§ TASK TO CARRY OUT: A complete and exact copy of the data below is required.

(Records contained in a dataset)
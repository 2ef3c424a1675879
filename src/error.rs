use std::{error::Error, fmt, io};

/// Everything that can stop a simulation from starting (or, for
/// `Cancelled`, from finishing).
#[derive(Debug)]
pub enum SimError {
    UnknownAlgorithm(String),
    MissingQuantum,
    InvalidQuantum(i64),
    InvalidContextSwitch(i64),
    InvalidBurst { process: String, burst: i64 },
    NegativeArrival { process: String, arrival: i64 },
    DuplicateName(String),
    ReservedName(String),
    Cancelled { at: u64 },
    Io(io::Error),
    Toml(toml::de::Error),
    Json(serde_json::Error),
}

impl fmt::Display for SimError {
    fn fmt(&self, f: &mut fmt::Formatter<'_>) -> fmt::Result {
        match self {
            SimError::UnknownAlgorithm(name) => write!(
                f,
                "unknown algorithm `{name}` (expected one of FCFS, SJF, PRIORITY, SRT, RR)"
            ),
            SimError::MissingQuantum => write!(f, "RR requires a quantum"),
            SimError::InvalidQuantum(q) => write!(f, "quantum must be > 0, got {q}"),
            SimError::InvalidContextSwitch(cs) => {
                write!(f, "context switch cost must be >= 0, got {cs}")
            }
            SimError::InvalidBurst { process, burst } => {
                write!(f, "process {process}: burst must be > 0, got {burst}")
            }
            SimError::NegativeArrival { process, arrival } => {
                write!(f, "process {process}: arrival must be >= 0, got {arrival}")
            }
            SimError::DuplicateName(name) => write!(f, "duplicate process name `{name}`"),
            SimError::ReservedName(name) => {
                write!(f, "process name `{name}` is reserved")
            }
            SimError::Cancelled { at } => write!(f, "simulation cancelled at tick {at}"),
            SimError::Io(err) => write!(f, "i/o error: {err}"),
            SimError::Toml(err) => write!(f, "invalid TOML config: {err}"),
            SimError::Json(err) => write!(f, "invalid JSON config: {err}"),
        }
    }
}

impl Error for SimError {
    fn source(&self) -> Option<&(dyn Error + 'static)> {
        match self {
            SimError::Io(err) => Some(err),
            SimError::Toml(err) => Some(err),
            SimError::Json(err) => Some(err),
            _ => None,
        }
    }
}

impl From<io::Error> for SimError {
    fn from(err: io::Error) -> Self {
        SimError::Io(err)
    }
}

impl From<toml::de::Error> for SimError {
    fn from(err: toml::de::Error) -> Self {
        SimError::Toml(err)
    }
}

impl From<serde_json::Error> for SimError {
    fn from(err: serde_json::Error) -> Self {
        SimError::Json(err)
    }
}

§ EXERCISE RESPONSE:
repository 2ef3c424a1675879
filename src/error.rs
use std::{error::Error, fmt, io};

/// Everything that can stop a simulation from starting (or, for
/// `Cancelled`, from finishing).
#[derive(Debug)]
pub enum SimError {
    UnknownAlgorithm(String),
    MissingQuantum,
    InvalidQuantum(i64),
    InvalidContextSwitch(i64),
    InvalidBurst { process: String, burst: i64 },
    NegativeArrival { process: String, arrival: i64 },
    DuplicateName(String),
    ReservedName(String),
    Cancelled { at: u64 },
    Io(io::Error),
    Toml(toml::de::Error),
    Json(serde_json::Error),
}

impl fmt::Display for SimError {
    fn fmt(&self, f: &mut fmt::Formatter<'_>) -> fmt::Result {
        match self {
            SimError::UnknownAlgorithm(name) => write!(
                f,
                "unknown algorithm `{name}` (expected one of FCFS, SJF, PRIORITY, SRT, RR)"
            ),
            SimError::MissingQuantum => write!(f, "RR requires a quantum"),
            SimError::InvalidQuantum(q) => write!(f, "quantum must be > 0, got {q}"),
            SimError::InvalidContextSwitch(cs) => {
                write!(f, "context switch cost must be >= 0, got {cs}")
            }
            SimError::InvalidBurst { process, burst } => {
                write!(f, "process {process}: burst must be > 0, got {burst}")
            }
            SimError::NegativeArrival { process, arrival } => {
                write!(f, "process {process}: arrival must be >= 0, got {arrival}")
            }
            SimError::DuplicateName(name) => write!(f, "duplicate process name `{name}`"),
            SimError::ReservedName(name) => {
                write!(f, "process name `{name}` is reserved")
            }
            SimError::Cancelled { at } => write!(f, "simulation cancelled at tick {at}"),
            SimError::Io(err) => write!(f, "i/o error: {err}"),
            SimError::Toml(err) => write!(f, "invalid TOML config: {err}"),
            SimError::Json(err) => write!(f, "invalid JSON config: {err}"),
        }
    }
}

impl Error for SimError {
    fn source(&self) -> Option<&(dyn Error + 'static)> {
        match self {
            SimError::Io(err) => Some(err),
            SimError::Toml(err) => Some(err),
            SimError::Json(err) => Some(err),
            _ => None,
        }
    }
}

impl From<io::Error> for SimError {
    fn from(err: io::Error) -> Self {
        SimError::Io(err)
    }
}

impl From<toml::de::Error> for SimError {
    fn from(err: toml::de::Error) -> Self {
        SimError::Toml(err)
    }
}

impl From<serde_json::Error> for SimError {
    fn from(err: serde_json::Error) -> Self {
        SimError::Json(err)
    }
}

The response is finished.